---- Source records
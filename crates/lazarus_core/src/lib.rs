//! # LAZARUS Core
//!
//! Cross-thread primitives the startup sequence is built on:
//! - [`AsyncResourceSlot`]: single-assignment handoff of one value between threads
//! - [`WorkerLauncher`]: starts a long-running [`Worker`] on its own named thread
//!   and returns an owned [`WorkerHandle`]
//!
//! ## Example
//!
//! ```rust,ignore
//! use std::sync::Arc;
//! use lazarus_core::AsyncResourceSlot;
//!
//! let slot = Arc::new(AsyncResourceSlot::new());
//! let publisher = Arc::clone(&slot);
//! std::thread::spawn(move || publisher.publish(42_u32));
//! assert_eq!(slot.await_value(), 42);
//! ```

#![deny(missing_docs)]
#![deny(unsafe_code)]
#![deny(clippy::all)]
#![warn(clippy::pedantic)]
#![deny(clippy::perf)]

pub mod error;
pub mod sync;
pub mod worker;

pub use error::{SlotError, WorkerLaunchError};
pub use sync::AsyncResourceSlot;
pub use worker::{StopSignal, Worker, WorkerExit, WorkerHandle, WorkerLauncher};
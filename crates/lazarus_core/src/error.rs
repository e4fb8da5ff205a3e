//! # Core Error Types
//!
//! Errors raised by the slot and the worker launcher.

use std::fmt;

use thiserror::Error;

/// Errors raised by [`AsyncResourceSlot`](crate::AsyncResourceSlot).
#[derive(Error)]
pub enum SlotError<T> {
    /// `publish` was called on a slot that already holds a value.
    ///
    /// Carries the rejected value back to the caller; the stored value is untouched.
    #[error("slot already published: a single-assignment value cannot be replaced")]
    AlreadyPublished(T),
}

impl<T> SlotError<T> {
    /// Returns the value that was rejected.
    pub fn into_inner(self) -> T {
        match self {
            Self::AlreadyPublished(value) => value,
        }
    }
}

impl<T> fmt::Debug for SlotError<T> {
    fn fmt(&self, f: &mut fmt::Formatter<'_>) -> fmt::Result {
        match self {
            Self::AlreadyPublished(_) => f.write_str("AlreadyPublished(..)"),
        }
    }
}

/// The operating system refused to start a worker thread.
#[derive(Error, Debug)]
#[error("failed to start worker thread `{name}`: {source}")]
pub struct WorkerLaunchError {
    /// Name of the worker that could not be started.
    pub name: String,
    /// Underlying spawn failure.
    #[source]
    pub source: std::io::Error,
}
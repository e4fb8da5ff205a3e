//! # Simulation Controller
//!
//! The long-lived object that owns the running game. Startup wires three
//! dependencies into it and only then hands it control:
//!
//! ```text
//!   bind_configuration(level)          ─┐
//!   bind_presentation_surface(window)  ─┼─> transfer_control() ── runs until shutdown
//!   bind_worker_handle(audio)          ─┘
//! ```

use std::sync::Arc;
use std::time::Instant;

use lazarus_config::{LevelConfig, SimulationSettings};
use lazarus_core::{StopSignal, WorkerExit, WorkerHandle};

use crate::audio::{SoundControl, SoundCue};
use crate::presentation::WindowSurface;

/// Contract between the startup sequence and the running application.
pub trait SimulationController {
    /// The presentation surface type.
    type Surface;
    /// Control link of the worker bound into the controller.
    type WorkerControl;

    /// Wires in the window.
    fn bind_presentation_surface(&mut self, surface: Self::Surface);

    /// Wires in the level description.
    fn bind_configuration(&mut self, config: LevelConfig);

    /// Wires in the audio worker.
    fn bind_worker_handle(&mut self, handle: WorkerHandle<Self::WorkerControl>);

    /// Takes over the calling thread for the rest of the application's life.
    ///
    /// Only called after all three `bind_*` calls have completed.
    fn transfer_control(&mut self);
}

/// Default controller: a fixed-timestep frame loop over the bound subsystems.
pub struct GameController {
    settings: SimulationSettings,
    surface: Option<Arc<WindowSurface>>,
    level: Option<LevelConfig>,
    audio: Option<WorkerHandle<SoundControl>>,
    stop: StopSignal,
    frames_run: u64,
    audio_exit: Option<WorkerExit>,
}

impl GameController {
    /// Creates a controller with nothing bound.
    #[must_use]
    pub fn new(settings: SimulationSettings) -> Self {
        Self {
            settings,
            surface: None,
            level: None,
            audio: None,
            stop: StopSignal::new(),
            frames_run: 0,
            audio_exit: None,
        }
    }

    /// Signal that ends the frame loop when raised.
    #[must_use]
    pub fn stop_signal(&self) -> StopSignal {
        self.stop.clone()
    }

    /// Returns whether all three dependencies are wired in.
    #[must_use]
    pub fn is_fully_bound(&self) -> bool {
        self.surface.is_some() && self.level.is_some() && self.audio.is_some()
    }

    /// The bound window, if any.
    #[must_use]
    pub fn surface(&self) -> Option<&Arc<WindowSurface>> {
        self.surface.as_ref()
    }

    /// The bound level, if any.
    #[must_use]
    pub fn level(&self) -> Option<&LevelConfig> {
        self.level.as_ref()
    }

    /// Frames executed by the last `transfer_control`.
    #[must_use]
    pub fn frames_run(&self) -> u64 {
        self.frames_run
    }

    /// How the audio worker ended, once control has been returned.
    #[must_use]
    pub fn audio_exit(&self) -> Option<WorkerExit> {
        self.audio_exit
    }

    fn frame_limit_reached(&self) -> bool {
        self.settings.frame_limit.is_some_and(|limit| self.frames_run >= limit)
    }
}

impl SimulationController for GameController {
    type Surface = Arc<WindowSurface>;
    type WorkerControl = SoundControl;

    fn bind_presentation_surface(&mut self, surface: Self::Surface) {
        tracing::debug!(surface = surface.id(), "surface bound");
        self.surface = Some(surface);
    }

    fn bind_configuration(&mut self, config: LevelConfig) {
        tracing::debug!(level = %config.name, "level bound");
        self.level = Some(config);
    }

    fn bind_worker_handle(&mut self, handle: WorkerHandle<Self::WorkerControl>) {
        tracing::debug!(worker = handle.name(), "audio worker bound");
        self.audio = Some(handle);
    }

    /// Runs frames until the frame limit or a stop request, then stops audio.
    ///
    /// # Panics
    ///
    /// Panics if any dependency is missing.
    fn transfer_control(&mut self) {
        assert!(
            self.is_fully_bound(),
            "transfer_control called before surface, level and audio were all bound"
        );
        let Some(audio) = self.audio.take() else {
            return;
        };

        if let (Some(surface), Some(level)) = (&self.surface, &self.level) {
            tracing::info!(
                window = %surface.title(),
                level = %level.name,
                fps = self.settings.target_fps,
                "game has control"
            );
        }

        let frame_time = self.settings.frame_time();
        let ambient_every = u64::from(self.settings.target_fps.max(1));
        let mut next_frame = Instant::now();

        while !self.stop.is_stopped() && !self.frame_limit_reached() {
            if self.frames_run % ambient_every == 0 {
                audio.control().play(SoundCue::Ambient);
            }
            self.frames_run += 1;

            next_frame += frame_time;
            let now = Instant::now();
            if next_frame > now {
                self.stop.wait_timeout(next_frame - now);
            } else {
                // Behind schedule: don't try to catch up
                next_frame = now;
            }
        }

        tracing::info!(frames = self.frames_run, "game loop finished");
        self.audio_exit = Some(audio.join());
    }
}

#[cfg(test)]
mod tests {
    use super::*;
    use crate::audio::SoundWorker;
    use lazarus_config::{AudioSettings, MapConfig, PlayerConfig, WindowSettings, ZombieConfig};
    use lazarus_core::WorkerLauncher;
    use std::thread;
    use std::time::Duration;

    fn level() -> LevelConfig {
        LevelConfig {
            name: String::from("Test House"),
            map: MapConfig {
                width: 8,
                height: 8,
                tile_size: 1.0,
            },
            player: PlayerConfig::default(),
            zombies: ZombieConfig::default(),
        }
    }

    fn bound_controller(settings: SimulationSettings) -> GameController {
        let mut controller = GameController::new(settings);
        controller.bind_configuration(level());
        let surface = WindowSurface::create(&WindowSettings::default());
        controller.bind_presentation_surface(Arc::new(surface));
        let audio = WorkerLauncher::new()
            .start(SoundWorker::new(&AudioSettings::default()))
            .unwrap();
        controller.bind_worker_handle(audio);
        controller
    }

    #[test]
    fn test_new_controller_is_unbound() {
        let controller = GameController::new(SimulationSettings::default());
        assert!(!controller.is_fully_bound());
        assert!(controller.surface().is_none());
        assert!(controller.level().is_none());
    }

    #[test]
    fn test_runs_to_frame_limit_and_stops_audio() {
        let mut controller = bound_controller(SimulationSettings {
            target_fps: 1000,
            frame_limit: Some(25),
        });
        assert!(controller.is_fully_bound());

        controller.transfer_control();

        assert_eq!(controller.frames_run(), 25);
        assert_eq!(controller.audio_exit(), Some(WorkerExit::Completed));
    }

    #[test]
    fn test_stop_signal_ends_loop() {
        let mut controller = bound_controller(SimulationSettings {
            target_fps: 100,
            frame_limit: None,
        });
        let stop = controller.stop_signal();

        let stopper = thread::spawn(move || {
            thread::sleep(Duration::from_millis(50));
            stop.stop();
        });

        controller.transfer_control();
        stopper.join().unwrap();

        assert!(controller.frames_run() > 0);
        assert_eq!(controller.audio_exit(), Some(WorkerExit::Completed));
    }

    #[test]
    #[should_panic(expected = "transfer_control called before")]
    fn test_transfer_without_dependencies_panics() {
        let mut controller = GameController::new(SimulationSettings::default());
        controller.bind_configuration(level());
        controller.transfer_control(); // Should panic
    }
}
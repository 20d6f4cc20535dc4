//! Checks a configuration must pass before it reaches the solver.

use crate::error::ValidationError;
use crate::puzzle::{Board, PuzzleRules};

/// Validate `board` against `rules`, reporting the first violation found.
///
/// Checks run in order: shelf count, shelf capacity, palette membership,
/// total token count, then the per-color count.
pub fn validate(board: &Board, rules: &PuzzleRules) -> Result<(), ValidationError> {
    if board.len() != rules.shelf_count() {
        return Err(ValidationError::ShelfCount {
            expected: rules.shelf_count(),
            found: board.len(),
        });
    }

    for (shelf, tokens) in board.shelves().iter().enumerate() {
        if tokens.len() > rules.capacity() {
            return Err(ValidationError::Capacity {
                shelf,
                len: tokens.len(),
                capacity: rules.capacity(),
            });
        }
        if let Some(&color) = tokens.iter().find(|c| !rules.colors().contains(c)) {
            return Err(ValidationError::UnknownColor { shelf, color });
        }
    }

    let total = board.token_count();
    if total != rules.total_tokens() {
        return Err(ValidationError::TotalCount {
            expected: rules.total_tokens(),
            found: total,
        });
    }

    let counts = board.color_counts();
    for &color in rules.colors() {
        let found = counts.get(&color).copied().unwrap_or(0);
        if found != rules.per_color() {
            return Err(ValidationError::ColorCount {
                color,
                expected: rules.per_color(),
                found,
            });
        }
    }

    Ok(())
}

#[cfg(test)]
mod tests {
    use super::*;
    use crate::puzzle::Color::{self, Blue as B, Green as G, Red as R};

    fn two_color_rules() -> PuzzleRules {
        PuzzleRules::new(vec![R, B], 3, 2, 3).unwrap()
    }

    #[test]
    fn test_valid_board_passes() {
        let board = Board::from_vecs(vec![vec![R, B, R], vec![B], vec![]]);
        assert_eq!(validate(&board, &two_color_rules()), Ok(()));
    }

    #[test]
    fn test_wrong_shelf_count() {
        let board = Board::from_vecs(vec![vec![R, B, R], vec![B]]);
        assert_eq!(
            validate(&board, &two_color_rules()),
            Err(ValidationError::ShelfCount {
                expected: 3,
                found: 2
            })
        );
    }

    #[test]
    fn test_over_capacity() {
        let board = Board::from_vecs(vec![vec![], vec![R, B, R, B], vec![]]);
        assert_eq!(
            validate(&board, &two_color_rules()),
            Err(ValidationError::Capacity {
                shelf: 1,
                len: 4,
                capacity: 3
            })
        );
    }

    #[test]
    fn test_unknown_color() {
        let board = Board::from_vecs(vec![vec![R, B], vec![G, R], vec![B]]);
        assert_eq!(
            validate(&board, &two_color_rules()),
            Err(ValidationError::UnknownColor {
                shelf: 1,
                color: Color::Green
            })
        );
    }

    #[test]
    fn test_incomplete_puzzle() {
        let board = Board::from_vecs(vec![vec![R, B], vec![B], vec![]]);
        assert_eq!(
            validate(&board, &two_color_rules()),
            Err(ValidationError::TotalCount {
                expected: 4,
                found: 3
            })
        );
    }

    #[test]
    fn test_unbalanced_colors() {
        let board = Board::from_vecs(vec![vec![R, R, R], vec![B], vec![]]);
        assert_eq!(
            validate(&board, &two_color_rules()),
            Err(ValidationError::ColorCount {
                color: R,
                expected: 2,
                found: 3
            })
        );
    }
}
--------
Assignment:
Stop after the line containing "pub enum SlotError<T>": print exactly the lines from the start of the entries above up to it, that line included.

Expected answer:
filename crates/lazarus_core/src/lib.rs
//! # LAZARUS Core
//!
//! Cross-thread primitives the startup sequence is built on:
//! - [`AsyncResourceSlot`]: single-assignment handoff of one value between threads
//! - [`WorkerLauncher`]: starts a long-running [`Worker`] on its own named thread
//!   and returns an owned [`WorkerHandle`]
//!
//! ## Example
//!
//! ```rust,ignore
//! use std::sync::Arc;
//! use lazarus_core::AsyncResourceSlot;
//!
//! let slot = Arc::new(AsyncResourceSlot::new());
//! let publisher = Arc::clone(&slot);
//! std::thread::spawn(move || publisher.publish(42_u32));
//! assert_eq!(slot.await_value(), 42);
//! ```

#![deny(missing_docs)]
#![deny(unsafe_code)]
#![deny(clippy::all)]
#![warn(clippy::pedantic)]
#![deny(clippy::perf)]

pub mod error;
pub mod sync;
pub mod worker;

pub use error::{SlotError, WorkerLaunchError};
pub use sync::AsyncResourceSlot;
pub use worker::{StopSignal, Worker, WorkerExit, WorkerHandle, WorkerLauncher};
filename crates/lazarus_core/src/error.rs
repository e4fb8da5ff205a3e
//! # Core Error Types
//!
//! Errors raised by the slot and the worker launcher.

use std::fmt;

use thiserror::Error;

/// Errors raised by [`AsyncResourceSlot`](crate::AsyncResourceSlot).
#[derive(Error)]
pub enum SlotError<T> {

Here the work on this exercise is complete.